Deploy a pipeline via the web portal
- Last UpdatedSep 18, 2024
- 11 minute read
As described on the Pipeline lifecycle page, deploying a pipeline is required to process any data. This section of the Developer's Guide focuses on the process of setting up the pipeline to run. The object of the exercise is to load an application JAR file onto the pipeline service and define the runtime parameters that are needed to create a pipeline version, which is the operational form of the pipeline. While you can do this from the command line using the OLP CLI, the platform portal provides a quick and easy way to deploy and run a pipeline.
Let's start with creating a pipeline.
Add a pipeline
At first, you must have HERE platform credentials to use the HERE platform portal. After logging in, you will see the home page shown in Figure 1.
You can follow many functional paths from the home page. Usually, you will click on the application icon (the three short lines in the top right corner of the home page) to open the Launcher.
The Launcher is a menu of the major functional areas of the HERE platform (see Figure 2). Next, you need to click on the Pipelines
menu item under the Build
section in the Launcher.
If you are a new user to the HERE platform, there will be no deployed pipelines listed on this page, as shown in the Figure 3 below.
To start creating pipeline, click on the Create new pipeline
to open the pipeline creation page shown in Figure 4. You must specify the pipeline's name, description, and identify the group or project that will share access to the pipeline.
Note
When creating pipelines, it is recommended to use projects.
The notification email information is used in case the HERE platform needs to send you a message. Only 1 email address is allowed, so if more than one person needs to be notified, you should use a group email address.
All the fields with an asterisk (*) are required ones, other fields are optional. Do not attempt to finalize the creation process until all required information is complete.
Note
Please consider the following limitations for pipeline parameters:
- The name cannot be longer than 64 characters.
- The description cannot be longer than 512 characters.
- The contact email cannot be longer than 256 characters.
When you complete this step, the pipeline service assigns a unique pipeline ID (UUID) to identify this new pipeline entity.
Note
The HERE platform typically assign IDs (such as a pipeline ID and a pipeline version ID) using a Universally Unique Identifier, abbreviated as UUID. The term globally unique identifier (GUID) is another name for this ID. It is common to find references in the HERE platform documentation as the ID name with (UUID) appended to it. This simply means that the ID used a UUID designation as its unique identifier. To learn more about UUIDs, see the article Universally unique identifier.
Click Next
to proceed to the next page and define the pipeline version's runtime parameters using the pipeline template.
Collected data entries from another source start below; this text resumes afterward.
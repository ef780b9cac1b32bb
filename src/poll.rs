/*
 * Poll Waiter Registry
 *
 * Callers that want to sleep until a device becomes ready hand the device a
 * PollFd: the set of events they care about plus a small counting
 * semaphore the device posts to when one of those events happens.
 *
 * ## IRQ Safety
 *
 * Registration and removal run on caller threads. Notification usually
 * runs in interrupt context, right after the device noticed new data.
 * Each slot carries an atomic state; a caller claims a slot with a
 * compare-exchange before it fills or clears it, and only then write-locks
 * the slot's contents. Notification only reads READY slots with
 * `try_read`, so it never waits, and it can only miss a waiter that is in
 * the middle of being stored or removed. The caller re-checks readiness
 * after storing, which covers the one event such a miss could lose.
 */

use alloc::sync::Arc;
use core::fmt;
use core::sync::atomic::{AtomicU8, AtomicU16, AtomicU32, AtomicUsize, Ordering};

use bitflags::bitflags;
use spin::RwLock;

use crate::error::{DeviceError, Result};

/// Maximum number of concurrent poll waiters per device
pub const MAX_POLL_WAITERS: usize = 8;

/// Marker stored in a PollFd that is not registered anywhere
const NO_SLOT: usize = usize::MAX;

bitflags! {
    /// Poll event set
    #[derive(Debug, Clone, Copy, PartialEq, Eq, Hash)]
    pub struct PollEvents: u16 {
        /// Data can be read without blocking
        const IN = 0x01;
        /// Urgent data can be read
        const PRI = 0x02;
        /// Data can be written without blocking
        const OUT = 0x04;
        /// The device hit an error
        const ERR = 0x08;
        /// The device hung up
        const HUP = 0x10;
        /// The descriptor is not valid
        const NVAL = 0x20;
    }
}

/// Index of the slot a waiter occupies, returned at registration
#[derive(Debug, Clone, Copy, PartialEq, Eq)]
pub struct PollHandle(usize);

impl PollHandle {
    pub fn index(self) -> usize {
        self.0
    }
}

/// A poll waiter
///
/// Owned by the caller and shared with the device for as long as it is
/// registered.
pub struct PollFd {
    events: PollEvents,
    revents: AtomicU16,
    posts: AtomicU32,
    slot: AtomicUsize,
}

impl PollFd {
    /// Create a waiter interested in `events`
    pub fn new(events: PollEvents) -> Arc<Self> {
        Arc::new(Self {
            events,
            revents: AtomicU16::new(0),
            posts: AtomicU32::new(0),
            slot: AtomicUsize::new(NO_SLOT),
        })
    }

    /// Requested events
    pub fn events(&self) -> PollEvents {
        self.events
    }

    /// Events reported so far
    pub fn revents(&self) -> PollEvents {
        PollEvents::from_bits_truncate(self.revents.load(Ordering::Acquire))
    }

    /// Return and clear the reported events
    pub fn take_revents(&self) -> PollEvents {
        PollEvents::from_bits_truncate(self.revents.swap(0, Ordering::AcqRel))
    }

    /// The slot this waiter occupies, if registered
    pub fn handle(&self) -> Option<PollHandle> {
        match self.slot.load(Ordering::Acquire) {
            NO_SLOT => None,
            idx => Some(PollHandle(idx)),
        }
    }

    pub fn is_registered(&self) -> bool {
        self.handle().is_some()
    }

    /// Merge `events` (filtered by the requested mask) into the reported set
    /// and wake the waiter if anything matched
    ///
    /// Returns true if the waiter was woken. IRQ-safe.
    pub fn notify(&self, events: PollEvents) -> bool {
        let hit = self.events & events;
        if hit.is_empty() {
            return false;
        }
        self.revents.fetch_or(hit.bits(), Ordering::AcqRel);
        self.post();
        true
    }

    /// Post the waiter's semaphore. IRQ-safe.
    pub fn post(&self) {
        self.posts.fetch_add(1, Ordering::Release);
    }

    /// Consume one post if there is one
    pub fn try_wait(&self) -> bool {
        self.posts
            .fetch_update(Ordering::Acquire, Ordering::Relaxed, |n| n.checked_sub(1))
            .is_ok()
    }

    /// Block until posted
    ///
    /// There is no timeout; callers needing one poll `try_wait` instead.
    pub fn wait(&self) {
        while !self.try_wait() {
            core::hint::spin_loop();
        }
    }

    /// Number of posts not yet consumed
    pub fn pending_posts(&self) -> u32 {
        self.posts.load(Ordering::Acquire)
    }
}

impl fmt::Debug for PollFd {
    fn fmt(&self, f: &mut fmt::Formatter<'_>) -> fmt::Result {
        f.debug_struct("PollFd")
            .field("events", &self.events)
            .field("revents", &self.revents())
            .field("slot", &self.handle())
            .finish()
    }
}

// Slot states. Only the caller that moved a slot to BUSY may touch its
// contents; notifiers look at READY slots only.
const SLOT_FREE: u8 = 0;
const SLOT_BUSY: u8 = 1;
const SLOT_READY: u8 = 2;

struct Slot {
    state: AtomicU8,
    /// Address of the waiter held while READY
    owner: AtomicUsize,
    fd: RwLock<Option<Arc<PollFd>>>,
}

impl Slot {
    fn new() -> Self {
        Self {
            state: AtomicU8::new(SLOT_FREE),
            owner: AtomicUsize::new(0),
            fd: RwLock::new(None),
        }
    }

    fn holds(&self, fd: &Arc<PollFd>) -> bool {
        self.state.load(Ordering::Acquire) == SLOT_READY
            && self.owner.load(Ordering::Acquire) == Arc::as_ptr(fd) as usize
    }
}

/// Fixed-capacity set of registered waiters
///
/// Occupancy lives in per-slot atomics, so scanning the set (`store`,
/// `len`) never holds a slot a notifier needs. A slot's contents are only
/// write-locked while it is being filled or cleared, and notifiers only
/// ever read them, so a waiter that stays registered is never skipped.
pub struct PollSet {
    slots: [Slot; MAX_POLL_WAITERS],
}

impl PollSet {
    pub fn new() -> Self {
        Self {
            slots: core::array::from_fn(|_| Slot::new()),
        }
    }

    /// Store a waiter in a free slot
    ///
    /// Storing a waiter that is already in this set returns its existing
    /// handle. Fails with [`DeviceError::CapacityExceeded`] when all slots
    /// are taken; the waiters already stored are left untouched.
    pub fn store(&self, fd: &Arc<PollFd>) -> Result<PollHandle> {
        if let Some(handle) = fd.handle() {
            if self.slots[handle.0].holds(fd) {
                return Ok(handle);
            }
        }

        for (idx, slot) in self.slots.iter().enumerate() {
            if slot
                .state
                .compare_exchange(SLOT_FREE, SLOT_BUSY, Ordering::AcqRel, Ordering::Relaxed)
                .is_err()
            {
                continue;
            }

            *slot.fd.write() = Some(fd.clone());
            slot.owner.store(Arc::as_ptr(fd) as usize, Ordering::Release);
            fd.slot.store(idx, Ordering::Release);
            slot.state.store(SLOT_READY, Ordering::Release);
            return Ok(PollHandle(idx));
        }

        Err(DeviceError::CapacityExceeded)
    }

    /// Remove a waiter
    ///
    /// Removing a waiter that is not stored (or was already removed) is a
    /// no-op.
    pub fn remove(&self, fd: &Arc<PollFd>) {
        let Some(handle) = fd.handle() else {
            return;
        };

        let slot = &self.slots[handle.0];
        if !slot.holds(fd) {
            return;
        }
        if slot
            .state
            .compare_exchange(SLOT_READY, SLOT_BUSY, Ordering::AcqRel, Ordering::Relaxed)
            .is_err()
        {
            return;
        }
        // The slot may have been cleared and refilled by someone else
        // between the ownership check and the claim.
        if slot.owner.load(Ordering::Acquire) != Arc::as_ptr(fd) as usize {
            slot.state.store(SLOT_READY, Ordering::Release);
            return;
        }

        *slot.fd.write() = None;
        slot.owner.store(0, Ordering::Release);
        fd.slot.store(NO_SLOT, Ordering::Release);
        slot.state.store(SLOT_FREE, Ordering::Release);
    }

    /// Announce `events` to every waiter whose mask intersects them
    ///
    /// Returns the number of waiters woken. Safe to call from interrupt
    /// context. The post happens while the slot is read-held, so a waiter
    /// whose removal has completed is never woken afterwards.
    pub fn notify(&self, events: PollEvents) -> usize {
        self.notify_with(events, |fd, events| fd.notify(events))
    }

    /// Same as [`PollSet::notify`] with a custom per-waiter step
    pub(crate) fn notify_with<F>(&self, events: PollEvents, mut one: F) -> usize
    where
        F: FnMut(&PollFd, PollEvents) -> bool,
    {
        let mut woken = 0;
        for slot in &self.slots {
            if slot.state.load(Ordering::Acquire) != SLOT_READY {
                continue;
            }
            // Fails only while the slot is being filled or cleared.
            if let Some(held) = slot.fd.try_read() {
                if let Some(fd) = held.as_ref() {
                    if one(fd, events) {
                        woken += 1;
                    }
                }
            }
        }
        woken
    }

    /// Number of registered waiters
    pub fn len(&self) -> usize {
        self.slots
            .iter()
            .filter(|s| s.state.load(Ordering::Acquire) == SLOT_READY)
            .count()
    }

    pub fn is_empty(&self) -> bool {
        self.len() == 0
    }
}

impl Default for PollSet {
    fn default() -> Self {
        Self::new()
    }
}

#[cfg(test)]
mod tests {
    use super::*;
    use alloc::vec::Vec;

    #[test]
    fn ninth_waiter_is_rejected_and_first_eight_survive() {
        let set = PollSet::new();
        let fds: Vec<_> = (0..MAX_POLL_WAITERS).map(|_| PollFd::new(PollEvents::IN)).collect();

        for fd in &fds {
            set.store(fd).unwrap();
        }

        let ninth = PollFd::new(PollEvents::IN);
        assert_eq!(set.store(&ninth), Err(DeviceError::CapacityExceeded));
        assert!(!ninth.is_registered());
        assert_eq!(set.len(), MAX_POLL_WAITERS);

        for fd in &fds {
            assert!(fd.is_registered());
            set.remove(fd);
            assert!(!fd.is_registered());
        }
        assert!(set.is_empty());
    }

    #[test]
    fn notify_wakes_only_matching_waiters() {
        let set = PollSet::new();
        let reader = PollFd::new(PollEvents::IN);
        let writer = PollFd::new(PollEvents::OUT);
        let both = PollFd::new(PollEvents::IN | PollEvents::OUT);
        for fd in [&reader, &writer, &both] {
            set.store(fd).unwrap();
        }

        assert_eq!(set.notify(PollEvents::IN), 2);

        assert_eq!(reader.revents(), PollEvents::IN);
        assert!(reader.try_wait());
        assert!(writer.revents().is_empty());
        assert!(!writer.try_wait());
        assert_eq!(both.revents(), PollEvents::IN);
        assert!(both.try_wait());
    }

    #[test]
    fn removed_waiter_is_never_notified() {
        let set = PollSet::new();
        let fd = PollFd::new(PollEvents::IN);
        set.store(&fd).unwrap();
        set.remove(&fd);

        assert_eq!(set.notify(PollEvents::IN), 0);
        assert_eq!(fd.pending_posts(), 0);

        // Double removal is tolerated.
        set.remove(&fd);
    }

    #[test]
    fn storing_twice_keeps_a_single_slot() {
        let set = PollSet::new();
        let fd = PollFd::new(PollEvents::IN);
        let first = set.store(&fd).unwrap();
        let second = set.store(&fd).unwrap();
        assert_eq!(first, second);
        assert_eq!(set.len(), 1);
    }

    #[test]
    fn freed_slot_is_reused() {
        let set = PollSet::new();
        let a = PollFd::new(PollEvents::IN);
        let b = PollFd::new(PollEvents::IN);
        let ha = set.store(&a).unwrap();
        set.remove(&a);
        let hb = set.store(&b).unwrap();
        assert_eq!(ha.index(), hb.index());
    }

    #[test]
    fn removal_does_not_touch_a_slot_reused_by_another_waiter() {
        let set = PollSet::new();
        let a = PollFd::new(PollEvents::IN);
        let b = PollFd::new(PollEvents::IN);
        set.store(&a).unwrap();
        set.remove(&a);
        set.store(&b).unwrap();

        // `a` is no longer registered; removing it again must leave `b` alone.
        set.remove(&a);
        assert!(b.is_registered());
        assert_eq!(set.notify(PollEvents::IN), 1);
    }

    #[test]
    fn registered_waiter_is_never_skipped_while_others_churn() {
        use core::sync::atomic::AtomicBool;

        let set = Arc::new(PollSet::new());
        let reader = PollFd::new(PollEvents::IN);
        set.store(&reader).unwrap();

        let stop = Arc::new(AtomicBool::new(false));
        let mut helpers = Vec::new();
        {
            let set = set.clone();
            let stop = stop.clone();
            helpers.push(std::thread::spawn(move || {
                while !stop.load(Ordering::Relaxed) {
                    assert!(set.len() >= 1);
                }
            }));
        }
        for _ in 0..2 {
            let set = set.clone();
            let stop = stop.clone();
            helpers.push(std::thread::spawn(move || {
                while !stop.load(Ordering::Relaxed) {
                    let writer = PollFd::new(PollEvents::OUT);
                    if set.store(&writer).is_ok() {
                        set.remove(&writer);
                    }
                }
            }));
        }

        const ROUNDS: u32 = 50_000;
        for _ in 0..ROUNDS {
            assert_eq!(set.notify(PollEvents::IN), 1);
        }
        stop.store(true, Ordering::Relaxed);
        for helper in helpers {
            helper.join().unwrap();
        }

        assert_eq!(reader.pending_posts(), ROUNDS);
        assert_eq!(set.len(), 1);
    }

    #[test]
    fn semaphore_counts_posts() {
        let fd = PollFd::new(PollEvents::IN);
        assert!(!fd.try_wait());
        fd.post();
        fd.post();
        assert!(fd.try_wait());
        fd.wait();
        assert!(!fd.try_wait());
        assert_eq!(fd.take_revents(), PollEvents::empty());
    }
}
Configure pipeline template and pipeline version
Next, you must create the pipeline template and pipeline version. Most of this process deals with runtime information to be applied to the application JAR file by the pipeline service, the combination of which is uniquely identified as an executable pipeline version. This template information is applied to the pipeline instance you have created by its pipeline ID. You must also specify at least one input catalog layer as a data source and one output catalog layer as a data sink.
Let's take a closer look at this process.
Select a runtime environment
The first option you need to specify is the runtime environment on which your application will run.
Different versions of the stream
and batch
runtime environments are based on the different versions of the Apache Flink and Apache Spark frameworks with a set of additional libraries included. For a list of libraries included in the latest versions of the runtime environment, see the following articles:
Note
It is recommended that you use the latest versions of runtime environments available and avoid using deprecated versions.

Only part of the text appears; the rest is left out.